Friday, September 16, 2005

WHAT COULD FILL A YOUNG PERSONS MIND WITH SUCH VIOLENT INTENT?

Several years ago when defense attorneys argued that 17-year-old Kip Kinkel - who similarly entered his school on a shooting rampage - should not spend the rest of his life in prison, it was because Kinkel reportedly "heard voices" telling him to commit murders. During sentencing hearings Dr. Richard J. Konkol pointed out that "holes" in what is normally a smooth surface of Kinkel's brain reveal conditions consistent with schizophrenia. When defense attorney Mark Sabitt asked if this would make a person "more susceptible to a psychotic episode," Konkol responded, "I think it would."
Kinkel pleaded guilty to four counts of murder and 26 counts of attempted murder in the May 1998 shooting rampage in Springfield, Oregon. Kinkel's parents and two students at Thurston High School died as a result of the attack. 25 other students were wounded.
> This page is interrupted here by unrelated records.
//! tmon - headless frame renderer.
//!
//! Reads one platform snapshot (JSON), renders a frame to stdout and keeps
//! the state blob in a file so consecutive runs produce real rates.
//!
//! Run: `tmon --snapshot sample.json --state /tmp/tmon.state`

use std::io::{self, Read, Write};
use std::path::{Path, PathBuf};

use anyhow::{Context, Result};
use clap::Parser;
use tracing::{debug, info, Level};

use tmon::engine::SortKey;
use tmon::layout::BorderStyle;
use tmon::{render, Config, FrameInput, PlatformSnapshot};

/// tmon: terminal resource monitor frame renderer
#[derive(Parser, Debug)]
#[command(name = "tmon")]
#[command(author = "PAIML Team")]
#[command(version)]
#[command(about = "Render one resource monitor frame from a platform snapshot", long_about = None)]
struct Cli {
    /// Snapshot JSON file, `-` for stdin
    #[arg(short, long, default_value = "-")]
    snapshot: String,

    /// State file carried between runs
    #[arg(long)]
    state: Option<PathBuf>,

    /// Config file path
    #[arg(short, long)]
    config: Option<PathBuf>,

    /// Viewport width in columns
    #[arg(long, default_value = "80")]
    width: usize,

    /// Viewport height in rows
    #[arg(long, default_value = "24")]
    height: usize,

    /// Theme name
    #[arg(long)]
    theme: Option<String>,

    /// Border style (single, double, rounded, heavy)
    #[arg(long)]
    border: Option<BorderStyle>,

    /// Process sort column (cpu, mem, pid, name)
    #[arg(long)]
    sort: Option<SortKey>,

    /// Reverse the sort order
    #[arg(short, long)]
    reverse: bool,

    /// Process filter
    #[arg(short, long)]
    filter: Option<String>,

    /// Primary network interface, or `auto`
    #[arg(long)]
    interface: Option<String>,

    /// Process list scroll offset
    #[arg(long, default_value = "0", allow_negative_numbers = true)]
    scroll: i64,

    /// Selected row within the visible process list
    #[arg(long, default_value = "0", allow_negative_numbers = true)]
    select: i64,

    /// Show the help overlay
    #[arg(long)]
    help_overlay: bool,

    /// Show the selected process's details
    #[arg(long)]
    details: bool,

    /// Log verbosity (-v debug, -vv trace)
    #[arg(short, long, action = clap::ArgAction::Count)]
    verbose: u8,
}

fn main() -> Result<()> {
    let cli = Cli::parse();

    let level = match cli.verbose {
        0 => Level::WARN,
        1 => Level::DEBUG,
        _ => Level::TRACE,
    };
    tracing_subscriber::fmt().with_max_level(level).with_writer(io::stderr).init();

    let config = load_config(cli.config.as_deref())?;
    let snapshot = read_snapshot(&cli.snapshot)?;
    let previous_state = match &cli.state {
        Some(path) if path.exists() => {
            std::fs::read_to_string(path).with_context(|| format!("reading state {}", path.display()))?
        }
        _ => String::new(),
    };

    let mut input = FrameInput { viewport_width: cli.width, viewport_height: cli.height, ..Default::default() };
    config.apply(&mut input);
    apply_flags(&cli, &mut input);
    input.previous_state = previous_state;
    input.snapshot = snapshot;

    let output = render(&input);

    let mut stdout = io::stdout().lock();
    writeln!(stdout, "{}", output.frame_text).context("writing frame")?;

    if let Some(path) = &cli.state {
        std::fs::write(path, &output.state_blob).with_context(|| format!("writing state {}", path.display()))?;
        debug!(path = %path.display(), bytes = output.state_blob.len(), "state saved");
    }

    Ok(())
}

fn load_config(path: Option<&Path>) -> Result<Config> {
    if let Some(path) = path {
        return Config::load(path).with_context(|| format!("loading config {}", path.display()));
    }
    match Config::default_path() {
        Some(path) if path.exists() => {
            info!(path = %path.display(), "using config");
            Config::load(&path).with_context(|| format!("loading config {}", path.display()))
        }
        _ => Ok(Config::default()),
    }
}

fn read_snapshot(source: &str) -> Result<PlatformSnapshot> {
    let json = if source == "-" {
        let mut buf = String::new();
        io::stdin().read_to_string(&mut buf).context("reading snapshot from stdin")?;
        buf
    } else {
        std::fs::read_to_string(source).with_context(|| format!("reading snapshot {source}"))?
    };
    Ok(PlatformSnapshot::from_json(&json)?)
}

fn apply_flags(cli: &Cli, input: &mut FrameInput) {
    if let Some(theme) = &cli.theme {
        input.theme.clone_from(theme);
    }
    if let Some(border) = cli.border {
        input.border_style = border;
    }
    if let Some(sort) = cli.sort {
        input.sort_key = sort;
    }
    if cli.reverse {
        input.sort_reversed = !input.sort_reversed;
    }
    if let Some(filter) = &cli.filter {
        input.process_filter.clone_from(filter);
    }
    if let Some(interface) = &cli.interface {
        input.preferred_net_interface.clone_from(interface);
    }
    input.process_scroll_offset = cli.scroll;
    input.process_selection_index = cli.select;
    input.show_help = cli.help_overlay;
    input.show_process_details = cli.details;
}
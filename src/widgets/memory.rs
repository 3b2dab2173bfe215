//! Memory panel with a swap subsection.

use crate::ansi::paint;
use crate::engine::MemoryUsage;
use crate::format::{floor_percent, format_bytes};
use crate::layout::box_with_subsection;

use super::{fit_content, Meter, PanelStyle};

/// Lines used by the main block.
const MAIN_ROWS: usize = 3;
/// Lines used by the swap block.
const SWAP_ROWS: usize = 2;

/// Smallest height that shows every line: borders, divider, both blocks.
pub const MIN_HEIGHT: usize = MAIN_ROWS + SWAP_ROWS + 3;

/// Renders the memory panel; extra height goes to the main block.
#[must_use]
pub fn memory_panel(usage: &MemoryUsage, width: usize, height: usize, style: &PanelStyle<'_>) -> Vec<String> {
    let theme = style.theme;
    let inner = width.saturating_sub(2);
    let bar_width = width.saturating_sub(4);

    let used_pct = usage.used_percent.value;
    let main = vec![
        format!(
            " Used {} / {}  {}",
            paint(&format_bytes(usage.used as f64), theme.memory),
            format_bytes(usage.total as f64),
            paint(&format!("{:>3}%", floor_percent(used_pct)), theme.usage_color(used_pct)),
        ),
        format!(" {}", Meter::new(used_pct).width(bar_width).color(theme.usage_color(used_pct)).track_color(theme.dim).render()),
        format!(
            " {} {}  {} {}",
            style.dim("Cached"),
            format_bytes(usage.cached as f64),
            style.dim("Avail"),
            format_bytes(usage.available as f64),
        ),
    ];

    let swap = if usage.has_swap() {
        let swap_pct = usage.swap_percent.value;
        vec![
            format!(
                " Used {} / {}  {}",
                paint(&format_bytes(usage.swap_used as f64), theme.swap),
                format_bytes(usage.swap_total as f64),
                paint(&format!("{:>3}%", floor_percent(swap_pct)), theme.usage_color(swap_pct)),
            ),
            format!(" {}", Meter::new(swap_pct).width(bar_width).color(theme.swap).track_color(theme.dim).render()),
        ]
    } else {
        vec![style.dim(" No swap")]
    };

    let main_rows = height.saturating_sub(SWAP_ROWS + 3).max(1);
    box_with_subsection(
        &fit_content(main, inner, main_rows),
        "Swap",
        &fit_content(swap, inner, SWAP_ROWS),
        width,
        Some("Memory"),
        &style.box_style(theme.memory),
    )
}
//! The per-trial data entity filled in while a trial runs.

use serde::Serialize;

use crate::core::errors::{BeadsError, Result};
use crate::design::bank::{BeadSequence, EVIDENCE_WEIGHTS};
use crate::design::factors::{BoxColor, DisplayMode};
use crate::design::ratio::BiasRatio;

/// One elicitation episode.
///
/// Probability estimates are append-only and indexed purely by bead
/// position: `prob_estimates[0]` is the prior, `prob_estimates[i]` the
/// estimate after bead `i`. There is no way to revise or reorder them.
#[derive(Debug, Clone, PartialEq, Serialize)]
pub struct Trial {
    hidden_color: BoxColor,
    display: DisplayMode,
    ratio: BiasRatio,
    sequence: BeadSequence,
    prob_estimates: Vec<f64>,
    final_choice: Option<BoxColor>,
    evidence_asymmetry: f64,
}

impl Trial {
    /// Fresh trial; evidence asymmetry is computed here and never again.
    #[must_use]
    pub fn new(
        hidden_color: BoxColor,
        display: DisplayMode,
        ratio: BiasRatio,
        sequence: BeadSequence,
    ) -> Self {
        Self {
            hidden_color,
            display,
            ratio,
            sequence,
            prob_estimates: Vec::with_capacity(sequence.len() + 1),
            final_choice: None,
            evidence_asymmetry: EVIDENCE_WEIGHTS.asymmetry(&sequence),
        }
    }

    #[must_use]
    pub const fn hidden_color(&self) -> BoxColor {
        self.hidden_color
    }

    #[must_use]
    pub const fn display(&self) -> DisplayMode {
        self.display
    }

    #[must_use]
    pub const fn ratio(&self) -> BiasRatio {
        self.ratio
    }

    #[must_use]
    pub const fn sequence(&self) -> &BeadSequence {
        &self.sequence
    }

    #[must_use]
    pub fn prob_estimates(&self) -> &[f64] {
        &self.prob_estimates
    }

    #[must_use]
    pub const fn final_choice(&self) -> Option<BoxColor> {
        self.final_choice
    }

    #[must_use]
    pub const fn evidence_asymmetry(&self) -> f64 {
        self.evidence_asymmetry
    }

    /// Number of estimates a completed trial holds (prior + one per bead).
    #[must_use]
    pub const fn expected_estimates(&self) -> usize {
        self.sequence.len() + 1
    }

    /// Bead position the next committed estimate will occupy.
    #[must_use]
    pub fn next_position(&self) -> usize {
        self.prob_estimates.len()
    }

    /// Append the next confirmed estimate.
    ///
    /// Rejects values outside `[0, 1]`, estimates past the last bead, and
    /// estimates after the final choice.
    pub fn record_estimate(&mut self, probability: f64) -> Result<usize> {
        if !(0.0..=1.0).contains(&probability) {
            return Err(BeadsError::trial_state(format!(
                "probability {probability} outside [0, 1]"
            )));
        }
        if self.final_choice.is_some() {
            return Err(BeadsError::trial_state(
                "estimate recorded after the final choice",
            ));
        }
        if self.prob_estimates.len() >= self.expected_estimates() {
            return Err(BeadsError::trial_state(format!(
                "all {} estimates already recorded",
                self.expected_estimates()
            )));
        }
        self.prob_estimates.push(probability);
        Ok(self.prob_estimates.len() - 1)
    }

    /// Set the final choice; allowed once, after every estimate.
    pub fn record_choice(&mut self, choice: BoxColor) -> Result<()> {
        if let Some(previous) = self.final_choice {
            return Err(BeadsError::trial_state(format!(
                "final choice already set to {previous}"
            )));
        }
        if self.prob_estimates.len() != self.expected_estimates() {
            return Err(BeadsError::trial_state(format!(
                "final choice before all estimates ({} of {})",
                self.prob_estimates.len(),
                self.expected_estimates()
            )));
        }
        self.final_choice = Some(choice);
        Ok(())
    }

    /// Every estimate recorded and the final choice made.
    #[must_use]
    pub fn is_complete(&self) -> bool {
        self.final_choice.is_some() && self.prob_estimates.len() == self.expected_estimates()
    }

    /// `Some(true)` iff the choice names the hidden box; `None` while unset.
    #[must_use]
    pub fn is_accurate(&self) -> Option<bool> {
        self.final_choice.map(|choice| choice == self.hidden_color)
    }
}

#[cfg(test)]
mod tests {
    use super::*;

    fn sample() -> Trial {
        Trial::new(
            BoxColor::Green,
            DisplayMode::Visual,
            BiasRatio::Sixty,
            BeadSequence::from_bits([1, 1, 1, 1, 1, 0, 0, 0]),
        )
    }

    fn fill(trial: &mut Trial) {
        for p in [0.5, 0.4, 0.35, 0.3, 0.25, 0.4, 0.5, 0.6, 0.55] {
            trial.record_estimate(p).unwrap();
        }
    }

    #[test]
    fn new_trial_is_empty_with_precomputed_asymmetry() {
        let trial = sample();
        assert!(trial.prob_estimates().is_empty());
        assert_eq!(trial.final_choice(), None);
        assert!((trial.evidence_asymmetry() + 7.5).abs() < 1e-12);
        assert!(!trial.is_complete());
    }

    #[test]
    fn estimates_are_positional() {
        let mut trial = sample();
        assert_eq!(trial.record_estimate(0.5).unwrap(), 0);
        assert_eq!(trial.record_estimate(0.3).unwrap(), 1);
        assert_eq!(trial.next_position(), 2);
        assert_eq!(trial.prob_estimates(), &[0.5, 0.3]);
    }

    #[test]
    fn ninth_post_bead_estimate_is_rejected() {
        let mut trial = sample();
        fill(&mut trial);
        let err = trial.record_estimate(0.5).unwrap_err();
        assert_eq!(err.code(), "BDS-2001");
        assert_eq!(trial.prob_estimates().len(), 9);
    }

    #[test]
    fn out_of_range_probability_is_rejected() {
        let mut trial = sample();
        assert!(trial.record_estimate(1.2).is_err());
        assert!(trial.record_estimate(f64::NAN).is_err());
        assert!(trial.prob_estimates().is_empty());
    }

    #[test]
    fn choice_requires_all_estimates_and_is_set_once() {
        let mut trial = sample();
        assert!(trial.record_choice(BoxColor::Green).is_err());
        fill(&mut trial);
        trial.record_choice(BoxColor::Green).unwrap();
        assert!(trial.is_complete());
        assert_eq!(trial.is_accurate(), Some(true));
        assert!(trial.record_choice(BoxColor::Blue).is_err());
        assert_eq!(trial.final_choice(), Some(BoxColor::Green));
        assert!(trial.record_estimate(0.5).is_err());
    }

    #[test]
    fn wrong_choice_is_inaccurate() {
        let mut trial = sample();
        fill(&mut trial);
        trial.record_choice(BoxColor::Blue).unwrap();
        assert_eq!(trial.is_accurate(), Some(false));
    }
}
"My dad was sitting at the (breakfast) bar," said Kinkel, "The voices said, 'Shoot him.' I had no choice. The voices said I had no choice." Kinkel testified that after he killed his parents he was instructed by the voices to "Go to school and kill everybody."
Murderous voices first began speaking to Kinkel at age 12 when he got off the school bus and was looking at a bush. It said, "You need to kill everyone, everyone in the world." Kinkel believes the voices came from the devil, a satellite, or from a computer chip implanted in his head by the government.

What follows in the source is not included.